Task item -
In full and without changes, output the data.

Information provided -

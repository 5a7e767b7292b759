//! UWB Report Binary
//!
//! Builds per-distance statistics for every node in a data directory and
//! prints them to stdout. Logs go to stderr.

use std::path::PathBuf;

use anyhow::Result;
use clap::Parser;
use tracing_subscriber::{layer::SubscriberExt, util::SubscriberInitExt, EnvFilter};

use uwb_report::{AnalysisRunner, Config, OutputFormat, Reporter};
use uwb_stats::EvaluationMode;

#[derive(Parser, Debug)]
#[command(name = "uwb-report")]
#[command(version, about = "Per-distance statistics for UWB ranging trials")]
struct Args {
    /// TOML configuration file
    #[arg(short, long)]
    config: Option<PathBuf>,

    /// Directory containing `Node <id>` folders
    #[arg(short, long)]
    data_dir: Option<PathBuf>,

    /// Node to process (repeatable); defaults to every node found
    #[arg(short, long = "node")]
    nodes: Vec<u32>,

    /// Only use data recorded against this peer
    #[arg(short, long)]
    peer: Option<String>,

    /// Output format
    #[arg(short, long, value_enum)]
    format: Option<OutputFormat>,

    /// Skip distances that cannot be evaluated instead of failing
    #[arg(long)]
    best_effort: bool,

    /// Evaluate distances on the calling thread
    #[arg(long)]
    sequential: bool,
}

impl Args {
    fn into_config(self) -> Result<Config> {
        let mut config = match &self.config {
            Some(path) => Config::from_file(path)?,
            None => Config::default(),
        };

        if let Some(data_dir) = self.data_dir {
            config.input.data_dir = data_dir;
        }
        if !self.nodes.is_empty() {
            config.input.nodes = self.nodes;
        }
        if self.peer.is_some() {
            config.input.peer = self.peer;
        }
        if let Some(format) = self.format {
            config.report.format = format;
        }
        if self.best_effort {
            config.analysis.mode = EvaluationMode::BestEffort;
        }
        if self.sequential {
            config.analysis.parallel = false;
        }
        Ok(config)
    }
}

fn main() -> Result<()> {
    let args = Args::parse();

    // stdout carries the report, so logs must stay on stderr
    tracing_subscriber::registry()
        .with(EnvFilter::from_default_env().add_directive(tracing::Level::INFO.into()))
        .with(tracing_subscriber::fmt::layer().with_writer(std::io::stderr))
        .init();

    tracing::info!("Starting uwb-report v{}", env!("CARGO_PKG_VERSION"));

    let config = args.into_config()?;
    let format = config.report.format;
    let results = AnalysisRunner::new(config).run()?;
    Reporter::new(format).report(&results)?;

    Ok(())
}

Expected answer -
repository 5a7e767b7292b759
//! UWB Report Binary
//!
//! Builds per-distance statistics for every node in a data directory and
//! prints them to stdout. Logs go to stderr.

use std::path::PathBuf;

use anyhow::Result;
use clap::Parser;
use tracing_subscriber::{layer::SubscriberExt, util::SubscriberInitExt, EnvFilter};

use uwb_report::{AnalysisRunner, Config, OutputFormat, Reporter};
use uwb_stats::EvaluationMode;

#[derive(Parser, Debug)]
#[command(name = "uwb-report")]
#[command(version, about = "Per-distance statistics for UWB ranging trials")]
struct Args {
    /// TOML configuration file
    #[arg(short, long)]
    config: Option<PathBuf>,

    /// Directory containing `Node <id>` folders
    #[arg(short, long)]
    data_dir: Option<PathBuf>,

    /// Node to process (repeatable); defaults to every node found
    #[arg(short, long = "node")]
    nodes: Vec<u32>,

    /// Only use data recorded against this peer
    #[arg(short, long)]
    peer: Option<String>,

    /// Output format
    #[arg(short, long, value_enum)]
    format: Option<OutputFormat>,

    /// Skip distances that cannot be evaluated instead of failing
    #[arg(long)]
    best_effort: bool,

    /// Evaluate distances on the calling thread
    #[arg(long)]
    sequential: bool,
}

impl Args {
    fn into_config(self) -> Result<Config> {
        let mut config = match &self.config {
            Some(path) => Config::from_file(path)?,
            None => Config::default(),
        };

        if let Some(data_dir) = self.data_dir {
            config.input.data_dir = data_dir;
        }
        if !self.nodes.is_empty() {
            config.input.nodes = self.nodes;
        }
        if self.peer.is_some() {
            config.input.peer = self.peer;
        }
        if let Some(format) = self.format {
            config.report.format = format;
        }
        if self.best_effort {
            config.analysis.mode = EvaluationMode::BestEffort;
        }
        if self.sequential {
            config.analysis.parallel = false;
        }
        Ok(config)
    }
}

fn main() -> Result<()> {
    let args = Args::parse();

    // stdout carries the report, so logs must stay on stderr
    tracing_subscriber::registry()
        .with(EnvFilter::from_default_env().add_directive(tracing::Level::INFO.into()))
        .with(tracing_subscriber::fmt::layer().with_writer(std::io::stderr))
        .init();

    tracing::info!("Starting uwb-report v{}", env!("CARGO_PKG_VERSION"));

    let config = args.into_config()?;
    let format = config.report.format;
    let results = AnalysisRunner::new(config).run()?;
    Reporter::new(format).report(&results)?;

    Ok(())
}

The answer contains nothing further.